MDA-MB-231 and MCF-7 human breast cells were seeded into 96-well plates at a density of 3 × 103 cells/well for 24 h [38, 39]. MDA-MB-231 and MCF-7 cells were then given free TPL, blank NPs and TPL/NPs at various concentrations (0–160 nmol/L) in different culture media (pH 7.4; pH 7.4 + 10 mM GSH; pH 5.8; and pH 5.8 + 10 mM GSH) for 48 h. Cells treated with 0.1% DMSO served as the negative control. The MTT assay was used to measure cell viability, according to the manufacturer’s protocol.

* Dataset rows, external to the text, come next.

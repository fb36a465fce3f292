//! Read-side collaborators: partner lookup and message lookup.
//!
//! The chat product owns partners and messages. The engine only reads them,
//! so the traits are lookup-only; the inherent `create_*` helpers on
//! [`SqliteStore`] exist to seed a standalone database.

use chrono::{DateTime, SubsecRound, Utc};
use rusqlite::{params, params_from_iter, OptionalExtension, Row};

use super::error::StoreError;
use super::store::{partner_exists, timestamp_column, SqliteStore};
use super::types::{format_timestamp, Message, MessageSender, Partner};

pub trait PartnerDirectory: Send + Sync {
    fn find_partner(&self, partner_id: &str) -> Result<Option<Partner>, StoreError>;

    fn find_partners_by_user(&self, user_id: &str) -> Result<Vec<Partner>, StoreError>;
}

pub trait MessageSource: Send + Sync {
    /// Messages with the given ids, in no particular order. Unknown ids are skipped.
    fn find_messages_by_ids(&self, ids: &[String]) -> Result<Vec<Message>, StoreError>;
}

fn partner_from_row(row: &Row<'_>) -> rusqlite::Result<Partner> {
    Ok(Partner {
        id: row.get(0)?,
        user_id: row.get(1)?,
        name: row.get(2)?,
        created_at: timestamp_column(row, 3)?,
    })
}

fn message_from_row(row: &Row<'_>) -> rusqlite::Result<Message> {
    let sender: String = row.get(2)?;
    let sender = sender.parse::<MessageSender>().map_err(|e| {
        rusqlite::Error::FromSqlConversionFailure(2, rusqlite::types::Type::Text, e.into())
    })?;
    Ok(Message {
        id: row.get(0)?,
        partner_id: row.get(1)?,
        sender,
        content: row.get(3)?,
        created_at: timestamp_column(row, 4)?,
    })
}

impl PartnerDirectory for SqliteStore {
    fn find_partner(&self, partner_id: &str) -> Result<Option<Partner>, StoreError> {
        self.with_conn(|conn| {
            Ok(conn
                .query_row(
                    "SELECT id, user_id, name, created_at FROM partners WHERE id = ?1",
                    [partner_id],
                    partner_from_row,
                )
                .optional()?)
        })
    }

    fn find_partners_by_user(&self, user_id: &str) -> Result<Vec<Partner>, StoreError> {
        self.with_conn(|conn| {
            let mut stmt = conn.prepare(
                "SELECT id, user_id, name, created_at FROM partners
                 WHERE user_id = ?1 ORDER BY created_at ASC, rowid ASC",
            )?;
            let rows = stmt
                .query_map([user_id], partner_from_row)?
                .collect::<Result<Vec<_>, _>>()?;
            Ok(rows)
        })
    }
}

impl MessageSource for SqliteStore {
    fn find_messages_by_ids(&self, ids: &[String]) -> Result<Vec<Message>, StoreError> {
        if ids.is_empty() {
            return Ok(Vec::new());
        }
        let placeholders: Vec<String> = (1..=ids.len()).map(|i| format!("?{i}")).collect();
        let sql = format!(
            "SELECT id, partner_id, sender, content, created_at FROM messages WHERE id IN ({})",
            placeholders.join(", ")
        );
        self.with_conn(|conn| {
            let mut stmt = conn.prepare(&sql)?;
            let rows = stmt
                .query_map(params_from_iter(ids.iter()), message_from_row)?
                .collect::<Result<Vec<_>, _>>()?;
            Ok(rows)
        })
    }
}

impl SqliteStore {
    pub fn create_partner(&self, user_id: &str, name: &str) -> Result<Partner, StoreError> {
        let partner = Partner {
            id: uuid::Uuid::now_v7().to_string(),
            user_id: user_id.to_string(),
            name: name.to_string(),
            created_at: Utc::now().trunc_subsecs(6),
        };
        self.with_conn(|conn| {
            conn.execute(
                "INSERT INTO partners (id, user_id, name, created_at) VALUES (?1, ?2, ?3, ?4)",
                params![
                    partner.id,
                    partner.user_id,
                    partner.name,
                    format_timestamp(&partner.created_at)
                ],
            )?;
            Ok(())
        })?;
        Ok(partner)
    }

    /// Append a chat turn. `created_at` defaults to now.
    pub fn create_message(
        &self,
        partner_id: &str,
        sender: MessageSender,
        content: &str,
        created_at: Option<DateTime<Utc>>,
    ) -> Result<Message, StoreError> {
        let message = Message {
            id: uuid::Uuid::now_v7().to_string(),
            partner_id: partner_id.to_string(),
            sender,
            content: content.to_string(),
            created_at: created_at.unwrap_or_else(Utc::now).trunc_subsecs(6),
        };
        self.with_conn(|conn| {
            if !partner_exists(conn, partner_id)? {
                return Err(StoreError::PartnerNotFound(partner_id.to_string()));
            }
            conn.execute(
                "INSERT INTO messages (id, partner_id, sender, content, created_at) VALUES (?1, ?2, ?3, ?4, ?5)",
                params![
                    message.id,
                    message.partner_id,
                    message.sender.as_str(),
                    message.content,
                    format_timestamp(&message.created_at)
                ],
            )?;
            Ok(())
        })?;
        Ok(message)
    }
}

Apoptosis analysis via FCM
Cell apoptosis induced by various TPL formulas was detected by an annexin V-FITC/PI detection kit (Biovision, USA). MDA-MB-231 and MCF-7 cells (6 × 104 cells/well) were seeded in six-well plates and then treated with free TPL and TPL/NPs at equivalent concentrations of 20 nM TPL in different media (pH 7.4 and pH 5.8 + 10 mM GSH, respectively) for 24 h. Cells were harvested with EDTA-free trypsin and stained with Annexin V-FITC and PI according to the manufacturer’s instructions. Finally, each sample was analyzed by using FCM (BD Biosciences, California, USA).
Cell cycle analysis
Seeded MDA-MB-231 and MCF-7 cells (5 × 104 cells/well) were cultured in an FBS-free medium for 24 h for cell cycle synchronization. Cells were then treated with free TPL and TPL/NPs with the equivalent concentrations of TPL at 10 nM in different media (pH 7.4 and pH 5.8 + 10 mM GSH, respectively) for 24 h. The cells were trypsinized, washed with PBS, and then fixed in cold 70% ethanol at 4 °C for 24 h. Cells were collected by centrifugation and stained with 5 μL PI (Life Technologies, USA) for 10 min. Cell samples were assessed using FCM, and the cell distribution of single-cell suspension was analyzed using FlowJo V10 software (version 3.0, USA).
Cellular uptake study
To take advantage of the HA-CD44 interaction-mediated intracellular uptake, the expression level of CD44 receptors in MDA-MB-231, MCF-7, and P12 cells, which represented the high, low, and scarce expression of CD44 receptors, was detected via the immunofluorescence method, as detailed in the Supplementary Material.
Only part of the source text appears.